Es ist sehr dunkel, als Jeff Tweedy die Bühne des Tempodrom betritt. Um den Sänger und Songwriter der großartigen Band Wilco aus Chicago herum steht der Wald – ein Bühnenbild wie aus einem Wandertheater, halb naiv, halb surreal in seiner handgemalten Plastizität, in frühmorgendliches Blau getaucht.
Tweedy singt ein Stück der neuen Wilco-Platte „Schmilco“, begleitet nur von Gitarrist Nels Cline, ruhig und schlicht: „I was high as high can get / always afraid of those normal American kids“. Was vielleicht nur ein Lied über eine Außenseiterjugend in Belleville, Illinois, ist, kann man gerade an diesem Abend nicht anders hören denn als politischen Kommentar. Muss man zur Zeit nicht tiefe Angst haben vor Leuten, die der Meinung sind, sie seien die normale Bevölkerung – in den USA und überall?
So kommt in Tweedys Texten das Größere, Gewichtigere oft daher: versteckt in scheinbar simplen Szenen. Ob es darum geht, dass sich ein Mädchen jeden Sommer in den Drummer einer Heavy Metal Band verliebt – in noch einen und noch einen (siehe: Eitelkeit der Liebe), oder darum, dass man die Unschuld vermisst, mit der man früher bekifft am Lagerfeuer saß und Kiss-Songs spielte (Jugend und ihr Vergehen).
Die Band spielt zusammen wie ein einziger Klangkörper
Dieses Understatement spiegelt sich auch in der Show der Band: keine aufwändigen Inszenierungen, Kostümierungen. Tanzeinlagen eh nicht: Tweedy steht in Jeansjacke und Ringel-T-Shirt, Bart und Brille beschattet von einem weißen Hut, etwas hüftsteif am Mikro, und macht, was er macht: Musik. Seine Stimme, die auf den ersten Hörer so unspektakulär daherkommt, ist eine der markantesten der aktuellen Rockmusik, man kriegt sie nicht mehr aus dem Kopf. Und die sechsköpfige Band besteht, logisch, nicht nur aus technisch brillanten Musikern, sie spielt auch live zusammen wie ein einziger Klangkörper.
Nicht ganz klar ist, warum das Tempodrom für diesen Abend bestuhlt wurde.
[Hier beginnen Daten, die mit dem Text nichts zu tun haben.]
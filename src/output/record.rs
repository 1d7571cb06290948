//! Record passed from the logger to the encoder

use crate::core::field::Field;
use crate::core::level::Level;
use chrono::{DateTime, Utc};
use std::fmt;
use std::panic::Location;

/// Source location a record is attributed to.
///
/// Captured via `#[track_caller]` at the logging call site, so wrapper
/// layers annotated the same way are transparent to attribution.
#[derive(Debug, Clone, Copy, PartialEq, Eq)]
pub struct Caller {
    file: &'static str,
    line: u32,
}

impl Caller {
    pub fn file(&self) -> &'static str {
        self.file
    }

    pub fn line(&self) -> u32 {
        self.line
    }
}

impl From<&'static Location<'static>> for Caller {
    fn from(loc: &'static Location<'static>) -> Self {
        Self {
            file: loc.file(),
            line: loc.line(),
        }
    }
}

impl fmt::Display for Caller {
    fn fmt(&self, f: &mut fmt::Formatter<'_>) -> fmt::Result {
        write!(f, "{}:{}", self.file, self.line)
    }
}

/// One fully merged log record, ready for encoding.
///
/// Borrows the message and merged fields; records are encoded and written
/// in the same call, never stored.
#[derive(Debug)]
pub struct Record<'a> {
    pub timestamp: DateTime<Utc>,
    pub level: Level,
    pub caller: Option<Caller>,
    pub msg: &'a str,
    pub fields: &'a [Field],
}

impl<'a> Record<'a> {
    pub fn new(level: Level, msg: &'a str, fields: &'a [Field], caller: Option<Caller>) -> Self {
        Self {
            timestamp: Utc::now(),
            level,
            caller,
            msg,
            fields,
        }
    }
}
Was als ruhiges, intimes Folk-Konzert beginnt, schraubt sich innerhalb weniger Stücke zu heftiger Energie hoch. Schon bei „Trying to break your Heart“ schießen Feedbacks und Gewitterlicht durch den Theaterwald. Und plötzlich sind da Leute, vorne vor der Bühne. Alle strömen nach, alle stehen. Und Tweedy bedankt sich dafür: So sei das viel besser.
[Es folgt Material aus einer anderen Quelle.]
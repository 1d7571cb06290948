//! Severity level definitions

use serde::{Deserialize, Serialize};
use std::fmt;
use std::str::FromStr;

/// Log severity level, ordered from least to most severe.
///
/// `Fatal` terminates the process after the record is written; `Panic`
/// raises a catchable unwind instead of exiting.
#[derive(Debug, Clone, Copy, PartialEq, Eq, PartialOrd, Ord, Serialize, Deserialize, Default)]
#[serde(rename_all = "lowercase")]
pub enum Level {
    Debug = 0,
    #[default]
    Info = 1,
    Warn = 2,
    Error = 3,
    Fatal = 4,
    Panic = 5,
}

impl Level {
    pub fn to_str(&self) -> &'static str {
        match self {
            Level::Debug => "DEBUG",
            Level::Info => "INFO",
            Level::Warn => "WARN",
            Level::Error => "ERROR",
            Level::Fatal => "FATAL",
            Level::Panic => "PANIC",
        }
    }

    /// Lowercase name used by the JSON encoding.
    pub fn to_lower_str(&self) -> &'static str {
        match self {
            Level::Debug => "debug",
            Level::Info => "info",
            Level::Warn => "warn",
            Level::Error => "error",
            Level::Fatal => "fatal",
            Level::Panic => "panic",
        }
    }

    /// Resolve a configuration-supplied level name.
    ///
    /// Unrecognized or empty input resolves to `Info` rather than erroring;
    /// misconfiguration must never keep the process from logging.
    pub fn from_env_str(s: &str) -> Self {
        s.parse().unwrap_or(Level::Info)
    }

    pub(crate) fn from_u8(v: u8) -> Self {
        match v {
            0 => Level::Debug,
            1 => Level::Info,
            2 => Level::Warn,
            3 => Level::Error,
            4 => Level::Fatal,
            _ => Level::Panic,
        }
    }

    pub fn color_code(&self) -> colored::Color {
        use colored::Color::*;
        match self {
            Level::Debug => Blue,
            Level::Info => Green,
            Level::Warn => Yellow,
            Level::Error => Red,
            Level::Fatal => BrightRed,
            Level::Panic => Magenta,
        }
    }
}

impl fmt::Display for Level {
    fn fmt(&self, f: &mut fmt::Formatter<'_>) -> fmt::Result {
        write!(f, "{}", self.to_str())
    }
}

impl FromStr for Level {
    type Err = String;

    fn from_str(s: &str) -> Result<Self, Self::Err> {
        match s.to_uppercase().as_str() {
            "DEBUG" => Ok(Level::Debug),
            "INFO" => Ok(Level::Info),
            "WARN" | "WARNING" => Ok(Level::Warn),
            "ERROR" => Ok(Level::Error),
            "FATAL" => Ok(Level::Fatal),
            "PANIC" => Ok(Level::Panic),
            _ => Err(format!("Invalid log level: '{}'", s)),
        }
    }
}

#[cfg(test)]
mod tests {
    use super::*;

    #[test]
    fn test_level_ordering() {
        assert!(Level::Debug < Level::Info);
        assert!(Level::Info < Level::Warn);
        assert!(Level::Warn < Level::Error);
        assert!(Level::Error < Level::Fatal);
        assert!(Level::Fatal < Level::Panic);
    }

    #[test]
    fn test_level_parse_case_insensitive() {
        assert_eq!("debug".parse::<Level>().unwrap(), Level::Debug);
        assert_eq!("WARN".parse::<Level>().unwrap(), Level::Warn);
        assert_eq!("Warning".parse::<Level>().unwrap(), Level::Warn);
        assert_eq!("fAtAl".parse::<Level>().unwrap(), Level::Fatal);
    }

    #[test]
    fn test_level_env_defaults_to_info() {
        assert_eq!(Level::from_env_str(""), Level::Info);
        assert_eq!(Level::from_env_str("verbose"), Level::Info);
        assert_eq!(Level::from_env_str("ERROR"), Level::Error);
    }

    #[test]
    fn test_level_u8_roundtrip() {
        for level in [
            Level::Debug,
            Level::Info,
            Level::Warn,
            Level::Error,
            Level::Fatal,
            Level::Panic,
        ] {
            assert_eq!(Level::from_u8(level as u8), level);
        }
    }
}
Mal federnde Beats, mal herzzerreißend, mal abgeklärt
Jetzt greifen Wilco tief in die Truhe ihrer eigenen Geschichte, kontrastieren die bewusst einfachen Songs von „Schmilco“ mit den federnden Beats von „Misunderstood“, dem herzzerreißenden „Jesus, Etc.“ oder dem fast fröhlichen „I’m always in Love“. Sie spielen eine abgeklärte Version von „Reservations“ („I’ve got reservations / About so many things / But not about you“) und verschneiden das epische „Via Chicago“ mit blühendem Krach.
Als sie nach fast zwei Stunden „Impossible Germany“ als langes, bluesinformiertes Gitarenduell zwischen Tweedy und Cline zelebrieren, „I’m the Man who loves you“ in bester Lynyrd Skynyrd-Erdigkeit in den Saal brätzen, ist auch auf den Sitzplätzen Headbangen angesagt.
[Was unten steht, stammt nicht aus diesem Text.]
//! Troop categories
//!
//! Every involved unit of a side sits in exactly one of three categories:
//! the firing line, the artillery, or the passive pool (broken formations,
//! support elements and uncommitted reserves).

use serde::{Deserialize, Serialize};

use crate::core::arena::Arena;
use crate::core::config::CombatConfig;
use crate::core::types::{DetachmentId, Side};
use crate::combat::engagement::CombatKind;
use crate::force::{Armory, Detachment, DetachmentKind, Mode, Unit, UnitRole};

/// Role bucket of an involved unit
#[derive(Debug, Clone, Copy, PartialEq, Eq, Hash, Serialize, Deserialize)]
pub enum CategoryKind {
    Line,
    Artillery,
    Passive,
}

impl CategoryKind {
    /// Decide where a unit fights. Returns the category and whether the
    /// unit is an uncommitted reserve that `dress_line` may pull forward.
    ///
    /// Outside a Meeting only the defender holding the front starts in the
    /// line; every other defender waits in reserve.
    pub fn classify(
        side: Side,
        kind: CombatKind,
        det: &Detachment,
        unit: &Unit,
        front: bool,
    ) -> (Self, bool) {
        if det.mode.is_broken() || det.kind != DetachmentKind::Combat || unit.role == UnitRole::Support
        {
            return (CategoryKind::Passive, false);
        }
        if unit.role == UnitRole::Artillery {
            return (CategoryKind::Artillery, false);
        }
        match side {
            Side::Attacker => (CategoryKind::Line, false),
            Side::Defender if kind == CombatKind::Meeting => (CategoryKind::Line, false),
            Side::Defender if front && det.mode == Mode::Defending => (CategoryKind::Line, false),
            Side::Defender => (CategoryKind::Passive, true),
        }
    }
}

/// An atomic unit committed to a combat, addressed by detachment and index
#[derive(Debug, Clone, PartialEq, Serialize, Deserialize)]
pub struct InvolvedUnit {
    pub detachment: DetachmentId,
    pub unit: usize,
    /// Items this unit offers as targets in the current pass
    pub target_count: u32,
    pub reserve: bool,
}

impl InvolvedUnit {
    pub fn new(detachment: DetachmentId, unit: usize, reserve: bool) -> Self {
        Self {
            detachment,
            unit,
            target_count: 0,
            reserve,
        }
    }

    pub fn resolve<'a>(
        &self,
        detachments: &'a Arena<DetachmentId, Detachment>,
    ) -> Option<&'a Unit> {
        detachments
            .get(self.detachment)
            .and_then(|d| d.units.get(self.unit))
    }
}

#[derive(Debug, Clone, PartialEq, Serialize, Deserialize)]
pub struct TroopCategory {
    pub kind: CategoryKind,
    units: Vec<InvolvedUnit>,
    target_count: u32,
}

impl TroopCategory {
    pub fn new(kind: CategoryKind) -> Self {
        Self {
            kind,
            units: Vec::new(),
            target_count: 0,
        }
    }

    pub fn push(&mut self, unit: InvolvedUnit) {
        self.units.push(unit);
    }

    /// Take a unit out of the category (order is not preserved)
    pub fn take(&mut self, index: usize) -> Option<InvolvedUnit> {
        (index < self.units.len()).then(|| self.units.swap_remove(index))
    }

    /// Take every unit of a detachment out; returns how many left
    pub fn remove_detachment(&mut self, detachment: DetachmentId) -> usize {
        let before = self.units.len();
        self.units.retain(|u| u.detachment != detachment);
        before - self.units.len()
    }

    pub fn clear(&mut self) {
        self.units.clear();
        self.target_count = 0;
    }

    pub fn len(&self) -> usize {
        self.units.len()
    }

    pub fn is_empty(&self) -> bool {
        self.units.is_empty()
    }

    pub fn iter(&self) -> impl Iterator<Item = &InvolvedUnit> {
        self.units.iter()
    }

    /// Indices of uncommitted reserves
    pub fn reserves(&self) -> Vec<usize> {
        self.units
            .iter()
            .enumerate()
            .filter(|(_, u)| u.reserve)
            .map(|(i, _)| i)
            .collect()
    }

    pub fn contains(&self, detachment: DetachmentId, unit: usize) -> bool {
        self.units
            .iter()
            .any(|u| u.detachment == detachment && u.unit == unit)
    }

    /// Recount the items each unit offers as targets
    ///
    /// Must run before any loss pass. Returns the category total, which is
    /// always the sum of the individual counts.
    pub fn calculate_target_count(&mut self, detachments: &Arena<DetachmentId, Detachment>) -> u32 {
        let mut total = 0;
        for involved in &mut self.units {
            involved.target_count = involved.resolve(detachments).map_or(0, |u| u.strength());
            total += involved.target_count;
        }
        self.target_count = total;
        total
    }

    pub fn target_count(&self) -> u32 {
        self.target_count
    }

    /// Direct-fire power the category would put out, ignoring doctrine
    ///
    /// Used to project density while pulling reserves into line.
    pub fn projected_power(
        &self,
        detachments: &Arena<DetachmentId, Detachment>,
        armory: &Armory,
        config: &CombatConfig,
    ) -> f64 {
        self.units
            .iter()
            .filter_map(|u| u.resolve(detachments))
            .map(|u| unit_direct_power(u, armory, config))
            .sum()
    }
}

/// Direct-fire power of one unit at full rates
pub fn unit_direct_power(unit: &Unit, armory: &Armory, config: &CombatConfig) -> f64 {
    unit.equipment
        .iter()
        .filter_map(|e| armory.get(e.weapon).map(|w| (w, e.on_hand as f64)))
        .map(|(w, n)| n * (w.ap_rate * config.ap_power + w.at_rate * config.at_power))
        .sum()
}

#[cfg(test)]
mod tests {
    use super::*;
    use crate::core::types::ForceId;
    use crate::map::HexCoord;

    fn setup() -> (Arena<DetachmentId, Detachment>, DetachmentId, Armory) {
        let armory = Armory::standard();
        let rifles = armory.find("rifle squad").unwrap();
        let guns = armory.find("field howitzer").unwrap();
        let mut arena = Arena::new();
        let id = arena.insert_with(|id| {
            Detachment::new(id, "2nd Bn", ForceId(1), HexCoord::new(0, 0))
                .with_unit(Unit::new("A Coy", UnitRole::Infantry).with(rifles, 9))
                .with_unit(Unit::new("B Bty", UnitRole::Artillery).with(guns, 4))
        });
        (arena, id, armory)
    }

    #[test]
    fn test_classification() {
        let (arena, id, _) = setup();
        let det = arena.get(id).unwrap();
        let infantry = &det.units[0];
        let guns = &det.units[1];

        assert_eq!(
            CategoryKind::classify(Side::Attacker, CombatKind::Assault, det, infantry, false),
            (CategoryKind::Line, false)
        );
        assert_eq!(
            CategoryKind::classify(Side::Defender, CombatKind::Infiltration, det, infantry, false),
            (CategoryKind::Passive, true)
        );
        assert_eq!(
            CategoryKind::classify(Side::Defender, CombatKind::Meeting, det, infantry, false),
            (CategoryKind::Line, false)
        );
        assert_eq!(
            CategoryKind::classify(Side::Defender, CombatKind::Assault, det, guns, false),
            (CategoryKind::Artillery, false)
        );

        let disrupted = det.clone().with_mode(Mode::Disrupted);
        assert_eq!(
            CategoryKind::classify(Side::Attacker, CombatKind::Assault, &disrupted, infantry, true),
            (CategoryKind::Passive, false)
        );

        let dug_in = det.clone().with_mode(Mode::Defending);
        assert_eq!(
            CategoryKind::classify(Side::Defender, CombatKind::Assault, &dug_in, infantry, true),
            (CategoryKind::Line, false)
        );
        assert_eq!(
            CategoryKind::classify(Side::Defender, CombatKind::Assault, &dug_in, infantry, false),
            (CategoryKind::Passive, true)
        );
    }

    #[test]
    fn test_target_count_sums_units() {
        let (arena, id, _) = setup();
        let mut category = TroopCategory::new(CategoryKind::Line);
        category.push(InvolvedUnit::new(id, 0, false));
        category.push(InvolvedUnit::new(id, 1, false));

        let total = category.calculate_target_count(&arena);
        assert_eq!(total, 13);
        assert_eq!(category.iter().map(|u| u.target_count).sum::<u32>(), total);
    }

    #[test]
    fn test_take_and_reserves() {
        let (_, id, _) = setup();
        let mut category = TroopCategory::new(CategoryKind::Passive);
        category.push(InvolvedUnit::new(id, 0, false));
        category.push(InvolvedUnit::new(id, 1, true));

        assert_eq!(category.reserves(), vec![1]);
        let taken = category.take(1).unwrap();
        assert!(taken.reserve);
        assert!(category.take(5).is_none());
        assert_eq!(category.len(), 1);
    }

    #[test]
    fn test_projected_power_counts_direct_fire_only() {
        let (arena, id, armory) = setup();
        let config = CombatConfig::default();
        let mut category = TroopCategory::new(CategoryKind::Line);
        category.push(InvolvedUnit::new(id, 1, false));
        assert_eq!(category.projected_power(&arena, &armory, &config), 0.0);

        category.push(InvolvedUnit::new(id, 0, false));
        let power = category.projected_power(&arena, &armory, &config);
        assert!((power - 9.0 * 0.3).abs() < 1e-9);
    }
}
Zum Schluss gibt es noch „Hummingbird“ – und perfekter kann man einen Popsong nicht schreiben: mit Drive, Transparenz und Poesie. Tweedy nimmt seinen Hut ab, hält ihn sich beim Singen vors Herz. Drummer Glenn Kotche ist nach der letzten Zugabe völlig durchgeschwitzt, sieht aber sehr glücklich aus.